- _RECORDS PROVIDED_:
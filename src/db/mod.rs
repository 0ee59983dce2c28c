// Database layer: local SQLite storage for report records, the redemption
// ledger, and the per-user "seen" overlay.
//
// We use rusqlite with the "bundled" feature so there's no system SQLite
// dependency. The database file lives wherever STRAYSAVER_DB_PATH points
// (defaults to ./straysaver.db).

pub mod models;
pub mod queries;
pub mod schema;
pub mod sqlite;
pub mod traits;

pub use traits::Database;

use anyhow::{Context, Result};
use rusqlite::Connection;
use std::path::Path;
use std::sync::Arc;

/// Open (or create) the database and run migrations.
///
/// This is the main entry point, called by `straysaver init` and by any
/// command that needs database access.
pub fn initialize(db_path: &str) -> Result<Connection> {
    // Create parent directories if needed
    if let Some(parent) = Path::new(db_path).parent() {
        if !parent.as_os_str().is_empty() {
            std::fs::create_dir_all(parent)
                .with_context(|| format!("Failed to create directory for database: {}", db_path))?;
        }
    }

    let conn = Connection::open(db_path)
        .with_context(|| format!("Failed to open database at {}", db_path))?;

    conn.pragma_update(None, "journal_mode", "WAL")?;

    schema::create_tables(&conn)?;

    Ok(conn)
}

/// Open an existing database (fails if it doesn't exist yet).
pub fn open(db_path: &str) -> Result<Connection> {
    if !Path::new(db_path).exists() {
        anyhow::bail!(
            "Database not found at {}. Run `straysaver init` first.",
            db_path
        );
    }

    let conn = Connection::open(db_path)
        .with_context(|| format!("Failed to open database at {}", db_path))?;

    conn.pragma_update(None, "journal_mode", "WAL")?;

    // Pick up migrations added since the file was created
    schema::create_tables(&conn)?;

    Ok(conn)
}

/// Create the database file if needed and wrap it behind the Database trait.
pub fn initialize_sqlite(db_path: &str) -> Result<Arc<dyn Database>> {
    let conn = initialize(db_path)?;
    Ok(Arc::new(sqlite::SqliteDatabase::new(conn)))
}

/// Open an existing database file behind the Database trait.
pub fn open_sqlite(db_path: &str) -> Result<Arc<dyn Database>> {
    let conn = open(db_path)?;
    Ok(Arc::new(sqlite::SqliteDatabase::new(conn)))
}

/// Open the database if it has been initialized, or `None` if the file is
/// missing. For commands that still have something to show without it.
pub fn open_sqlite_if_exists(db_path: &str) -> Result<Option<Arc<dyn Database>>> {
    if !Path::new(db_path).exists() {
        return Ok(None);
    }
    open_sqlite(db_path).map(Some)
}

/// A throwaway in-memory database with the full schema, for tests and dry runs.
pub fn open_in_memory() -> Result<Arc<dyn Database>> {
    let conn = Connection::open_in_memory()?;
    schema::create_tables(&conn)?;
    Ok(Arc::new(sqlite::SqliteDatabase::new(conn)))
}

#[cfg(test)]
mod tests {
    use super::*;

    fn scratch_path(name: &str) -> String {
        std::env::temp_dir()
            .join(format!("straysaver-{}-{name}.db", std::process::id()))
            .to_string_lossy()
            .into_owned()
    }

    #[test]
    fn test_missing_database_is_none() {
        let path = scratch_path("missing");
        assert!(open_sqlite_if_exists(&path).unwrap().is_none());
        assert!(open_sqlite(&path).is_err());
        assert!(!Path::new(&path).exists());
    }

    #[tokio::test]
    async fn test_initialized_database_opens() {
        let path = scratch_path("present");
        initialize_sqlite(&path).unwrap();

        let db = open_sqlite_if_exists(&path).unwrap().unwrap();
        assert!(db.list_reports().await.unwrap().is_empty());

        drop(db);
        for suffix in ["", "-wal", "-shm"] {
            let _ = std::fs::remove_file(format!("{path}{suffix}"));
        }
    }
}
// Rewards calculator: coins, badges and level from a user's report history.
//
// Coins: 10 per submitted report, 25 per report the user resolved as
// volunteer. Level goes up every 50 coins. Badges are cumulative threshold
// checks, so holding "First Report" and "Active Reporter" at once is normal.

use serde::{Deserialize, Serialize};

use crate::db::models::{RedemptionRecord, Report};

pub const COINS_PER_REPORT: u64 = 10;
pub const COINS_PER_RESOLVED_RESCUE: u64 = 25;
pub const COINS_PER_LEVEL: u64 = 50;

/// A named milestone. Variant order is the order badges are awarded in.
#[derive(Debug, Clone, Copy, PartialEq, Eq, Hash, Serialize, Deserialize)]
pub enum Badge {
    #[serde(rename = "First Report")]
    FirstReport,
    #[serde(rename = "Active Reporter")]
    ActiveReporter,
    #[serde(rename = "Dedicated Reporter")]
    DedicatedReporter,
    #[serde(rename = "First Rescue")]
    FirstRescue,
    #[serde(rename = "Hero")]
    Hero,
    #[serde(rename = "Legendary Rescuer")]
    LegendaryRescuer,
    #[serde(rename = "Problem Solver")]
    ProblemSolver,
    #[serde(rename = "Animal Guardian")]
    AnimalGuardian,
}

impl Badge {
    pub fn as_str(&self) -> &'static str {
        match self {
            Badge::FirstReport => "First Report",
            Badge::ActiveReporter => "Active Reporter",
            Badge::DedicatedReporter => "Dedicated Reporter",
            Badge::FirstRescue => "First Rescue",
            Badge::Hero => "Hero",
            Badge::LegendaryRescuer => "Legendary Rescuer",
            Badge::ProblemSolver => "Problem Solver",
            Badge::AnimalGuardian => "Animal Guardian",
        }
    }
}

impl std::fmt::Display for Badge {
    fn fmt(&self, f: &mut std::fmt::Formatter<'_>) -> std::fmt::Result {
        write!(f, "{}", self.as_str())
    }
}

/// Which activity count a badge threshold applies to.
#[derive(Debug, Clone, Copy, PartialEq, Eq)]
enum Track {
    Submitted,
    Volunteered,
    Resolved,
}

/// Badge thresholds in award priority order.
const BADGE_RULES: [(Badge, Track, u64); 8] = [
    (Badge::FirstReport, Track::Submitted, 1),
    (Badge::ActiveReporter, Track::Submitted, 5),
    (Badge::DedicatedReporter, Track::Submitted, 10),
    (Badge::FirstRescue, Track::Volunteered, 1),
    (Badge::Hero, Track::Volunteered, 5),
    (Badge::LegendaryRescuer, Track::Volunteered, 10),
    (Badge::ProblemSolver, Track::Resolved, 1),
    (Badge::AnimalGuardian, Track::Resolved, 5),
];

/// The three counts everything else is derived from.
#[derive(Debug, Clone, Copy, Default, PartialEq, Eq, Serialize, Deserialize)]
pub struct ActivityCounts {
    /// Reports the user created
    pub submitted: u64,
    /// Reports the user is the volunteer on, whatever their status
    pub volunteered: u64,
    /// Reports the user is the volunteer on that are resolved
    pub resolved: u64,
}

impl ActivityCounts {
    /// Partition the report list for one user. Order-independent.
    pub fn tally(reports: &[Report], user_id: &str) -> Self {
        reports.iter().fold(Self::default(), |mut counts, report| {
            if report.is_reported_by(user_id) {
                counts.submitted += 1;
            }
            if report.is_volunteered_by(user_id) {
                counts.volunteered += 1;
                if report.is_resolved() {
                    counts.resolved += 1;
                }
            }
            counts
        })
    }

    pub fn earned_coins(&self) -> u64 {
        self.submitted * COINS_PER_REPORT + self.resolved * COINS_PER_RESOLVED_RESCUE
    }

    /// Badges unlocked by these counts, in award priority order.
    pub fn badges(&self) -> Vec<Badge> {
        let mut earned = Vec::new();
        for (badge, track, threshold) in BADGE_RULES {
            let count = match track {
                Track::Submitted => self.submitted,
                Track::Volunteered => self.volunteered,
                Track::Resolved => self.resolved,
            };
            if count >= threshold && !earned.contains(&badge) {
                earned.push(badge);
            }
        }
        earned
    }
}

/// Point-in-time rewards summary for one user.
#[derive(Debug, Clone, PartialEq, Eq, Serialize, Deserialize)]
pub struct RewardsSnapshot {
    pub coins: u64,
    pub badges: Vec<Badge>,
    pub level: u32,
    pub rescues: u64,
}

impl Default for RewardsSnapshot {
    fn default() -> Self {
        Self {
            coins: 0,
            badges: Vec::new(),
            level: 1,
            rescues: 0,
        }
    }
}

impl RewardsSnapshot {
    /// Subtract a redemption ledger from the spendable balance.
    ///
    /// Badges and level stay as computed from earned coins; only the balance
    /// moves. The balance never goes below zero.
    pub fn net_of_redemptions(mut self, ledger: &[RedemptionRecord]) -> Self {
        let redeemed: u64 = ledger.iter().map(|r| r.amount).sum();
        self.coins = self.coins.saturating_sub(redeemed);
        self
    }
}

/// Level for a coin total: `max(1, coins / 50 + 1)`.
pub fn level_for_coins(coins: u64) -> u32 {
    let level = coins / COINS_PER_LEVEL + 1;
    u32::try_from(level).unwrap_or(u32::MAX).max(1)
}

/// Compute a user's rewards from the full report list.
///
/// An empty user id or an empty report list yields the zero snapshot.
pub fn calculate_user_rewards(reports: &[Report], user_id: &str) -> RewardsSnapshot {
    if user_id.is_empty() || reports.is_empty() {
        return RewardsSnapshot::default();
    }

    let counts = ActivityCounts::tally(reports, user_id);
    let coins = counts.earned_coins();

    RewardsSnapshot {
        coins,
        badges: counts.badges(),
        level: level_for_coins(coins),
        rescues: counts.volunteered,
    }
}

- _WHAT YOU WILL DO_: A single number is the answer here: the count of lines in the listing that hold the string "traits".

- _OUTPUT FOR THIS EXERCISE_: 2